I think detailing security threats and vulnerabilities is similar to predicting the weather. There can be monitoring stations and super computers dedicated to analysis, but its difficult to be 100% right. Just as one neighborhood could be having rain, the one next door is sunny. Similar environmental issues can occur with security researchers as one person can reproduce a problem and another cant.
This variance has nothing with my reluctance to label any one site as being the best. Part of the problem arises by what people mean by security. Some people want to take a holistic approach and consider everything. Still others just wanted to know only the latest threats and preventive steps. I think both are needed.
Below is a sampling of sources I use to read about security matters. My suggestion is try each and see which ones fit your style. Several sites provide quick summaries on a frequent basis while others use an audio format and cover a specific issue.
US-CERT is a partnership established in 2003 between the National Cyber Security Division of the Department of Homeland Security and the public and private sectors. Its purpose is to protect the nations infrastructure from cyber attacks. In case you're wondering, the acronym stands for United States Computer Emergency Readiness Team.
The organization offers a dedicated area for non-technical users. The scope of information is broad since they look at many threats. The site will also appeal to people who use Apple or UNIX systems.
The site offers alerts, current news, preventive tips and other publications in easily digestible terms. You can also get information through email alerts and RSS. The page is nicely sectioned into four areas:
- Respond to the latest threats
- Read the latest security tips
- Useful publications
- Current activity
The United States isn't the only country to have such a resource. Here are a few from other countries:Centre for the Protection of National Infrastructure (CPNI) Great Britain
SafeCanada Internet Safety (Canada)
This website is geared toward helping non-technical people understand computer security issues. As expected most content relates to Microsoft products, but its still a good resource. The site is broken into four main areas that are accessible from the left frame:
- Protecting your PC
- Protecting Yourself
- Protecting Your Family
Toward the right side, your operating system is identified. In my case, it showed Windows XP SP2. Underneath, there should be a How-to article link which shows articles specific to your system.
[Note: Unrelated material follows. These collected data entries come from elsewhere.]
//! courier-core
//!
//! Task dispatch with a lifecycle state machine: every task carries an
//! envelope (mode, hops, TTL, failure/success streaks, escalation flag) that
//! decides when it retries, when it escalates to deep analysis, and when it is
//! abandoned.
//!
//! # モジュール構成
//! - **domain**: ドメインモデル（ids, task, envelope, plan, reply, outcome, decision, errors）
//! - **ports**: 抽象化レイヤー（Planner, Executor, TaskStore, Clock, IdGenerator）
//! - **impls**: ports の実装（MemoryTaskStore, FileTaskStore, Scripted*）
//! - **queue**: pending / processing / finished の 3 集合
//! - **app**: ライフサイクル、scheduler、service、builder
//! - **config**: TOML 設定
//! - **observability**: status views

pub mod app;
pub mod config;
pub mod domain;
pub mod impls;
pub mod observability;
pub mod ports;
pub mod queue;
There are plenty of resources you can use ranging from web casts to trial software programs. This is also a good resource for family members since they can watch videos on many topics. You might also want to use the RSS link to keep abreast of new content.
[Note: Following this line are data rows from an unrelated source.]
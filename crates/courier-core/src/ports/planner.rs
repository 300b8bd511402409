//! Planner port - 分類・計画・深層分析・検証を行う外部コラボレータ
//!
//! 実装は通常 LLM などを背後に持つ。戻り値は `domain::reply` の型付き variant で、
//! 生の応答を持つ実装は `parse_reply` で境界検証してから返すこと。

use async_trait::async_trait;

use crate::domain::{
    Analysis, Classification, CollaboratorError, ExecutionReport, Plan, Task, Verification,
};

/// Planner/Classifier collaborator.
///
/// Every call may fail or come back malformed; the scheduler converts both into
/// a RETRY-class signal, so implementations should return errors rather than
/// inventing defaults for required data.
#[async_trait]
pub trait Planner: Send + Sync {
    /// Classify a free-text message or task description.
    async fn classify(&self, message: &str) -> Result<Classification, CollaboratorError>;

    /// Decompose a task into ordered steps.
    async fn plan(&self, task: &Task) -> Result<Plan, CollaboratorError>;

    /// Root-cause analysis for an escalated task. `task.last_error`,
    /// `task.envelope.state_hashes` and the decision log are the inputs.
    async fn deep_analyze(&self, task: &Task) -> Result<Analysis, CollaboratorError>;

    /// Judge the outcome of one hop.
    async fn verify(
        &self,
        task: &Task,
        report: &ExecutionReport,
    ) -> Result<Verification, CollaboratorError>;
}
//! Courier configuration stored as TOML (default `courier.toml`).

use std::fs;
use std::path::{Path, PathBuf};
use std::time::Duration;

use serde::{Deserialize, Serialize};
use thiserror::Error;
use tracing::debug;

use crate::domain::EscalationPolicy;

#[derive(Debug, Error)]
pub enum ConfigError {
    #[error("read {path}: {source}")]
    Read {
        path: PathBuf,
        source: std::io::Error,
    },

    #[error("parse {path}: {source}")]
    Parse {
        path: PathBuf,
        source: toml::de::Error,
    },

    #[error("serialize config toml: {0}")]
    Serialize(#[from] toml::ser::Error),

    #[error("write {path}: {source}")]
    Write {
        path: PathBuf,
        source: std::io::Error,
    },

    #[error("invalid config: {0}")]
    Invalid(String),
}

/// Top-level configuration.
///
/// Missing sections and fields fall back to the defaults below.
#[derive(Debug, Clone, Default, Serialize, Deserialize, PartialEq, Eq)]
#[serde(default)]
pub struct CourierConfig {
    pub scheduler: SchedulerConfig,
    pub policy: PolicyConfig,
    pub store: StoreConfig,
}

#[derive(Debug, Clone, Serialize, Deserialize, PartialEq, Eq)]
#[serde(default)]
pub struct SchedulerConfig {
    /// Passes allowed in flight at once.
    pub max_concurrent: usize,

    /// How often the control loop looks for admissible work.
    pub poll_interval_ms: u64,
}

impl Default for SchedulerConfig {
    fn default() -> Self {
        Self {
            max_concurrent: 3,
            poll_interval_ms: 500,
        }
    }
}

impl SchedulerConfig {
    pub fn poll_interval(&self) -> Duration {
        Duration::from_millis(self.poll_interval_ms)
    }
}

#[derive(Debug, Clone, Serialize, Deserialize, PartialEq, Eq)]
#[serde(default)]
pub struct PolicyConfig {
    /// Hop budget for new tasks.
    pub ttl_max: u32,
    pub escalate_after_failures: u32,
    pub de_escalate_after_successes: u32,
}

impl Default for PolicyConfig {
    fn default() -> Self {
        let escalation = EscalationPolicy::default();
        Self {
            ttl_max: 10,
            escalate_after_failures: escalation.escalate_after_failures,
            de_escalate_after_successes: escalation.de_escalate_after_successes,
        }
    }
}

impl PolicyConfig {
    pub fn escalation(&self) -> EscalationPolicy {
        EscalationPolicy {
            escalate_after_failures: self.escalate_after_failures,
            de_escalate_after_successes: self.de_escalate_after_successes,
        }
    }
}

#[derive(Debug, Clone, Serialize, Deserialize, PartialEq, Eq)]
#[serde(default)]
pub struct StoreConfig {
    /// Root of the file store (`tasks/`, `dead-letter/`).
    pub dir: PathBuf,
}

impl Default for StoreConfig {
    fn default() -> Self {
        Self {
            dir: PathBuf::from(".courier"),
        }
    }
}

impl CourierConfig {
    pub fn validate(&self) -> Result<(), ConfigError> {
        let invalid = |msg: &str| Err(ConfigError::Invalid(msg.to_string()));
        if self.scheduler.max_concurrent == 0 {
            return invalid("scheduler.max_concurrent must be > 0");
        }
        if self.scheduler.poll_interval_ms == 0 {
            return invalid("scheduler.poll_interval_ms must be > 0");
        }
        if self.policy.ttl_max == 0 {
            return invalid("policy.ttl_max must be > 0");
        }
        if self.policy.escalate_after_failures == 0 {
            return invalid("policy.escalate_after_failures must be > 0");
        }
        if self.policy.de_escalate_after_successes == 0 {
            return invalid("policy.de_escalate_after_successes must be > 0");
        }
        if self.policy.escalate_after_failures > self.policy.ttl_max {
            return invalid("policy.escalate_after_failures must not exceed policy.ttl_max");
        }
        if self.store.dir.as_os_str().is_empty() {
            return invalid("store.dir must not be empty");
        }
        Ok(())
    }

    pub fn to_toml(&self) -> Result<String, ConfigError> {
        let mut buf = toml::to_string_pretty(self)?;
        buf.push('\n');
        Ok(buf)
    }
}

/// Load config from a TOML file.
///
/// If the file is missing, returns `CourierConfig::default()`.
pub fn load_config(path: &Path) -> Result<CourierConfig, ConfigError> {
    if !path.exists() {
        debug!(path = %path.display(), "no config file, using defaults");
        let cfg = CourierConfig::default();
        cfg.validate()?;
        return Ok(cfg);
    }
    let contents = fs::read_to_string(path).map_err(|source| ConfigError::Read {
        path: path.to_path_buf(),
        source,
    })?;
    let cfg: CourierConfig = toml::from_str(&contents).map_err(|source| ConfigError::Parse {
        path: path.to_path_buf(),
        source,
    })?;
    cfg.validate()?;
    debug!(path = %path.display(), "config loaded");
    Ok(cfg)
}

/// Atomically write config to disk (temp file + rename).
pub fn write_config(path: &Path, cfg: &CourierConfig) -> Result<(), ConfigError> {
    cfg.validate()?;
    write_atomic(path, &cfg.to_toml()?)
}

fn write_atomic(path: &Path, contents: &str) -> Result<(), ConfigError> {
    let write_err = |source| ConfigError::Write {
        path: path.to_path_buf(),
        source,
    };
    if let Some(parent) = path.parent().filter(|p| !p.as_os_str().is_empty()) {
        fs::create_dir_all(parent).map_err(write_err)?;
    }
    let tmp_path = path.with_extension("toml.tmp");
    fs::write(&tmp_path, contents).map_err(write_err)?;
    fs::rename(&tmp_path, path).map_err(write_err)?;
    Ok(())
}

#[cfg(test)]
mod tests {
    use super::*;
    use rstest::rstest;

    #[test]
    fn load_missing_returns_default() {
        let temp = tempfile::tempdir().expect("tempdir");
        let cfg = load_config(&temp.path().join("missing.toml")).expect("load");
        assert_eq!(cfg, CourierConfig::default());
        assert_eq!(cfg.scheduler.max_concurrent, 3);
        assert_eq!(cfg.policy.ttl_max, 10);
    }

    #[test]
    fn write_then_load_round_trips() {
        let temp = tempfile::tempdir().expect("tempdir");
        let path = temp.path().join("nested").join("courier.toml");
        let mut cfg = CourierConfig::default();
        cfg.scheduler.max_concurrent = 5;
        cfg.store.dir = temp.path().join("state");
        write_config(&path, &cfg).expect("write");
        let loaded = load_config(&path).expect("load");
        assert_eq!(loaded, cfg);
    }

    #[test]
    fn partial_file_keeps_other_defaults() {
        let temp = tempfile::tempdir().expect("tempdir");
        let path = temp.path().join("courier.toml");
        fs::write(&path, "[policy]\nttl_max = 6\n").unwrap();

        let cfg = load_config(&path).expect("load");
        assert_eq!(cfg.policy.ttl_max, 6);
        assert_eq!(cfg.policy.escalate_after_failures, 3);
        assert_eq!(cfg.scheduler, SchedulerConfig::default());
    }

    #[test]
    fn unparsable_file_names_the_path() {
        let temp = tempfile::tempdir().expect("tempdir");
        let path = temp.path().join("courier.toml");
        fs::write(&path, "[scheduler\nmax_concurrent = ").unwrap();

        let err = load_config(&path).unwrap_err();
        assert!(matches!(err, ConfigError::Parse { .. }));
        assert!(err.to_string().contains("courier.toml"));
    }

    #[rstest]
    #[case::zero_cap("[scheduler]\nmax_concurrent = 0\n")]
    #[case::zero_ttl("[policy]\nttl_max = 0\n")]
    #[case::inverted("[policy]\nttl_max = 2\nescalate_after_failures = 3\n")]
    #[case::zero_recovery("[policy]\nde_escalate_after_successes = 0\n")]
    fn invalid_values_are_rejected(#[case] toml: &str) {
        let temp = tempfile::tempdir().expect("tempdir");
        let path = temp.path().join("courier.toml");
        fs::write(&path, toml).unwrap();

        assert!(matches!(load_config(&path), Err(ConfigError::Invalid(_))));
    }
}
Security Now! is a weekly half hour podcast hosted by Steve Gibson and Leo Laporte. Steve Gibson has written several security utilities and maintains the popular Shields Up port testing website. Leo Laporte is well known for both his tech almanacs and media productions. Hes the host of the TV show Call for Help.
Steve stirred up a hornets nest on podcasts #22 when he stated someone at Microsoft may have coded a back door into the Windows operating system. The following episode, he told his listeners where he had erred in his testing.
Conspiracy jokes aside, the shows podcasts and transcripts address important security issues consumers face. Each episode covers one topic and the two hosts try to demystify the issues. The shows are available in several audio formats and you can also view the text transcript.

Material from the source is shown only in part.